* **TASK BRIEF**: Below are the records; locate each line with the word "loader" and copy it.

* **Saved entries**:

=======

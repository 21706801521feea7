//! Grammar-driven manifest validation, exercised through the public API
use extcheck::manifest::{
    ChildMode, DiagnosticBucket, Finding, Grammar, HookRegistry, ManifestValidator, XmlElement,
    check_attributes, check_children,
};
use extcheck::{Diagnostic, Severity};
use pretty_assertions::assert_eq;

fn grammar(json: &str) -> Grammar {
    Grammar::from_json("test", json).unwrap()
}

fn validate(grammar: &Grammar, xml: &str) -> DiagnosticBucket {
    let hooks = HookRegistry::with_defaults();
    let root = XmlElement::parse(xml).unwrap();
    ManifestValidator::new(grammar, &hooks).validate_document(&root)
}

fn node_with(children: &[&str]) -> XmlElement {
    children.iter().fold(XmlElement::new("extension"), |node, name| {
        node.with_child(XmlElement::new(*name).with_text("x"))
    })
}

#[test]
fn test_allowed_attributes_are_never_reported() {
    let g = grammar(r#"{ "attributes": { "extension": ["type", "method", "client"] } }"#);
    let node = XmlElement::new("extension")
        .with_attr("type", "module")
        .with_attr("method", "upgrade")
        .with_attr("client", "site");
    assert!(check_attributes(&node, "extension", &g).is_empty());

    let node = node.with_attr("folder", "x");
    assert_eq!(
        check_attributes(&node, "extension", &g),
        vec![Diagnostic::notice(Finding::UnknownAttribute {
            node: "extension".to_string(),
            attribute: "folder".to_string(),
        })]
    );
}

#[test]
fn test_wildcards_silence_structural_checks() {
    let g = grammar(r#"{ "nodes": { "fields": { "*": "*" } }, "attributes": { "fields": ["*"] } }"#);
    let node = XmlElement::new("fields")
        .with_attr("name", "params")
        .with_attr("addfieldpath", "/x")
        .with_child(XmlElement::new("fieldset"))
        .with_child(XmlElement::new("fieldset"))
        .with_child(XmlElement::new("field").with_attr("name", "a"));

    assert!(check_attributes(&node, "fields", &g).is_empty());
    assert!(check_children(&node, "fields", &g).is_empty());
}

#[test]
fn test_required_single_missing_is_one_error() {
    let g = grammar(r#"{ "nodes": { "extension": { "name": "!" } } }"#);
    let diagnostics = check_children(&node_with(&[]), "extension", &g);
    assert_eq!(
        diagnostics,
        vec![Diagnostic::error(Finding::MissingRequired {
            node: "extension".to_string(),
            child: "name".to_string(),
        })]
    );
}

#[test]
fn test_required_single_duplicated_is_one_error() {
    let g = grammar(r#"{ "nodes": { "extension": { "name": "!" } } }"#);
    let diagnostics = check_children(&node_with(&["name", "name"]), "extension", &g);
    assert_eq!(diagnostics.len(), 1);
    assert_eq!(diagnostics[0].severity, Severity::Error);
    assert!(matches!(diagnostics[0].finding, Finding::MultipleFound { .. }));
}

#[test]
fn test_recommended_single_present_once_is_silent() {
    let g = grammar(r#"{ "nodes": { "extension": { "author": "=" } } }"#);
    assert!(check_children(&node_with(&["author"]), "extension", &g).is_empty());

    let twice = check_children(&node_with(&["author", "author"]), "extension", &g);
    assert_eq!(twice.len(), 1);
    assert_eq!(twice[0].severity, Severity::Warning);
}

#[test]
fn test_optional_single_mode() {
    let g = grammar(r#"{ "nodes": { "extension": { "scriptfile": "?" } } }"#);
    let rules = g.child_rules("extension").unwrap();
    assert_eq!(rules.resolve("scriptfile").unwrap().mode, ChildMode::OptionalSingle);

    // Absent or single: nothing. Several: one error, no notice.
    assert!(check_children(&node_with(&[]), "extension", &g).is_empty());
    assert!(check_children(&node_with(&["scriptfile"]), "extension", &g).is_empty());
    let diagnostics = check_children(&node_with(&["scriptfile", "scriptfile"]), "extension", &g);
    assert_eq!(diagnostics.len(), 1);
    assert_eq!(diagnostics[0].severity, Severity::Error);
}

#[test]
fn test_empty_leaf_is_one_notice_whatever_its_name() {
    for name in ["description", "x", "files"] {
        let g = grammar(&format!(r#"{{ "nodes": {{ "extension": {{ "{name}": "*" }} }} }}"#));
        let node = XmlElement::new("extension").with_child(XmlElement::new(name));
        assert_eq!(
            check_children(&node, "extension", &g),
            vec![Diagnostic::notice(Finding::EmptyChild {
                child: name.to_string(),
            })]
        );
    }
    // Wildcard rulesets skip every child check, empty elements included
    let g = grammar(r#"{ "nodes": { "extension": { "*": "*" } } }"#);
    let node = XmlElement::new("extension").with_child(XmlElement::new("x"));
    assert!(check_children(&node, "extension", &g).is_empty());
}

#[test]
fn test_recursion_uses_contextual_rulesets() {
    let g = grammar(
        r#"{
        "nodes": {
            "extension": { "administration": "?", "files": "?" },
            "administration": { "administration:files": "?" },
            "files": { "filename": "*" },
            "administration:files": { "folder": "*" }
        }
    }"#,
    );

    let bucket = validate(
        &g,
        r#"<extension>
            <files><filename>a.php</filename><folder>x</folder></files>
            <administration><files><folder>x</folder><filename>b.php</filename></files></administration>
        </extension>"#,
    );

    let notices: Vec<String> = bucket.notices().iter().map(Diagnostic::message).collect();
    assert_eq!(
        notices,
        vec![
            "<files>: unknown child <folder>".to_string(),
            "<files>: unknown child <filename>".to_string(),
        ]
    );
}

#[test]
fn test_menu_hook_runs_inside_validation() {
    let g = grammar(
        r#"{
        "nodes": { "extension": { "administration": "?" }, "administration": { "menu": "?" } },
        "attributes": { "menu": ["link", "task", "view", "img"] }
    }"#,
    );
    let bucket = validate(
        &g,
        r#"<extension><administration><menu link="option=com_demo" view="items" img="x">Demo</menu></administration></extension>"#,
    );
    assert_eq!(
        bucket.warnings().to_vec(),
        vec![Diagnostic::warning(Finding::MenuUnusedAttribute {
            attribute: "view".to_string(),
        })]
    );
    assert!(bucket.errors().is_empty());
}

#[test]
fn test_unknown_mode_rejected_at_load() {
    let result = Grammar::from_json("bad", r#"{ "nodes": { "extension": { "name": "+" } } }"#);
    assert!(result.is_err());
}
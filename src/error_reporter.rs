use crate::cli::VerbosityLevel;
use crate::config::ConfigError;
use crate::error::{CheckError, GrammarError};
use std::path::Path;

/// Error reporter with configurable verbosity
///
/// Writes to stderr only; stdout carries the report.
pub struct ErrorReporter {
    verbosity: VerbosityLevel,
    show_timestamps: bool,
}

impl ErrorReporter {
    pub fn new(verbosity: VerbosityLevel) -> Self {
        Self {
            verbosity,
            show_timestamps: false,
        }
    }

    pub fn with_timestamps(verbosity: VerbosityLevel, show_timestamps: bool) -> Self {
        Self {
            verbosity,
            show_timestamps,
        }
    }

    /// Report a checker failure with appropriate verbosity
    pub fn report_check_error(&self, error: &CheckError) {
        match self.verbosity {
            VerbosityLevel::Quiet => {
                if self.is_critical_error(error) {
                    eprintln!("{}", self.format_error_brief(error));
                }
            }
            VerbosityLevel::Normal => eprintln!("{}", self.format_error_normal(error)),
            VerbosityLevel::Verbose => eprintln!("{}", self.format_error_verbose(error)),
        }
    }

    /// Report a configuration error
    pub fn report_config_error(&self, error: &ConfigError) {
        eprintln!("{}", self.format_config_error(error));
    }

    /// Report progress for long-running checks
    pub fn report_progress(&self, current: usize, total: usize, current_file: Option<&Path>) {
        if self.verbosity == VerbosityLevel::Quiet || total == 0 {
            return;
        }

        let percentage = (current as f64 / total as f64 * 100.0) as u32;

        match (self.verbosity, current_file) {
            (VerbosityLevel::Verbose, Some(file)) => eprint!(
                "\rProgress: {}/{} ({}%) - Checked: {}",
                current,
                total,
                percentage,
                file.display()
            ),
            _ => eprint!("\rProgress: {}/{} ({}%)", current, total, percentage),
        }

        if current == total {
            eprintln!();
        }
    }

    /// Errors that are shown even in quiet mode
    fn is_critical_error(&self, error: &CheckError) -> bool {
        matches!(
            error,
            CheckError::Config(_)
                | CheckError::Grammar(_)
                | CheckError::FileSystemTraversal { .. }
                | CheckError::UnknownRule(_)
        )
    }

    fn format_error_brief(&self, error: &CheckError) -> String {
        match error {
            CheckError::FileSystemTraversal { path, .. } => {
                format!("UNREADABLE: {}", path.display())
            }
            CheckError::Timeout { file, .. } => format!("TIMEOUT: {}", file.display()),
            _ => format!("ERROR: {}", error),
        }
    }

    fn format_error_normal(&self, error: &CheckError) -> String {
        let timestamp = if self.show_timestamps {
            format!("[{}] ", chrono::Utc::now().format("%H:%M:%S"))
        } else {
            String::new()
        };

        format!("{}{}", timestamp, error)
    }

    fn format_error_verbose(&self, error: &CheckError) -> String {
        let mut output = self.format_error_normal(error);

        match error {
            CheckError::FileSystemTraversal { path, .. } => {
                output.push_str(&format!(
                    "\nSuggestion: Check that {} exists and is readable",
                    path.display()
                ));
            }
            CheckError::Timeout { timeout_ms, .. } => {
                output.push_str(&format!(
                    "\nSuggestion: Raise --timeout (currently {}ms) or exclude the file",
                    timeout_ms
                ));
            }
            CheckError::Grammar(GrammarError::UnknownMode { .. }) => {
                output.push_str("\nSuggestion: Child modes must be one of '!', '=', '?' or '*'");
            }
            CheckError::Grammar(_) => {
                output.push_str(
                    "\nSuggestion: Check the grammar directory or drop --grammar-dir to use the bundled grammars",
                );
            }
            CheckError::UnknownRule(_) => {
                output.push_str("\nSuggestion: Known rules are manifest, encoding and jexec");
            }
            _ => {}
        }

        output.push_str(&format!("\nDebug Info: {:?}", error));
        output
    }

    fn format_config_error(&self, error: &ConfigError) -> String {
        match self.verbosity {
            VerbosityLevel::Quiet => format!("Config error: {}", error),
            VerbosityLevel::Normal => {
                format!(
                    "Configuration Error: {}\n{}",
                    error,
                    self.get_config_help(error)
                )
            }
            VerbosityLevel::Verbose => {
                format!(
                    "Configuration Error: {}\nDebug: {:?}\n{}",
                    error,
                    error,
                    self.get_config_help(error)
                )
            }
        }
    }

    /// Get helpful suggestions for configuration errors
    fn get_config_help(&self, error: &ConfigError) -> String {
        match error {
            ConfigError::Io(_) => "Check that the configuration file exists and is readable".to_string(),
            ConfigError::TomlParsing(_) | ConfigError::JsonParsing(_) => {
                "Check the configuration file syntax (TOML/JSON format expected)".to_string()
            }
            ConfigError::UnsupportedFormat(_) => {
                "Use a .toml or .json configuration file".to_string()
            }
            ConfigError::Environment(_) => {
                "Fix or unset the EXTCHECK_* environment variable named above".to_string()
            }
            ConfigError::Validation(_) => {
                "Fix the value in the configuration file, environment or command line".to_string()
            }
        }
    }
}
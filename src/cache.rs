use std::sync::Arc;

use moka::sync::Cache;

use crate::error::GrammarResult;
use crate::manifest::{ExtensionType, Grammar};

/// Cached load outcome: `None` records that no grammar exists for the type
pub type CachedGrammar = Option<Arc<Grammar>>;

/// In-memory cache of parsed grammar documents, one entry per extension type
///
/// Backed by `moka`, so concurrent checks asking for the same type wait for
/// a single load instead of each parsing the document. Failed loads are not
/// cached and are retried on the next request.
pub struct GrammarCache {
    cache: Cache<ExtensionType, CachedGrammar>,
}

impl GrammarCache {
    pub fn new(max_capacity: u64) -> Self {
        let cache = Cache::builder().max_capacity(max_capacity).build();

        Self { cache }
    }

    /// Get a grammar from the cache, or load it if missing.
    ///
    /// The `loader` closure only runs if the key is missing.
    pub fn get_or_load<F>(&self, key: ExtensionType, loader: F) -> GrammarResult<CachedGrammar>
    where
        F: FnOnce() -> GrammarResult<CachedGrammar>,
    {
        self.cache
            .try_get_with(key, loader)
            .map_err(|e| (*e).clone())
    }

    pub fn get(&self, key: &ExtensionType) -> Option<CachedGrammar> {
        self.cache.get(key)
    }

    pub fn contains(&self, key: &ExtensionType) -> bool {
        self.cache.contains_key(key)
    }

    pub fn invalidate_all(&self) {
        self.cache.invalidate_all();
    }

    /// Get cache statistics
    pub fn stats(&self) -> CacheStats {
        self.cache.run_pending_tasks();
        CacheStats {
            entry_count: self.cache.entry_count(),
        }
    }
}

impl Default for GrammarCache {
    fn default() -> Self {
        Self::new(ExtensionType::ALL.len() as u64)
    }
}

/// Cache statistics
#[derive(Debug, Clone, Default, PartialEq, Eq)]
pub struct CacheStats {
    pub entry_count: u64,
}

=======

* **REPLY TO THE TASK**:
    /// The `loader` closure only runs if the key is missing.
    pub fn get_or_load<F>(&self, key: ExtensionType, loader: F) -> GrammarResult<CachedGrammar>
            .try_get_with(key, loader)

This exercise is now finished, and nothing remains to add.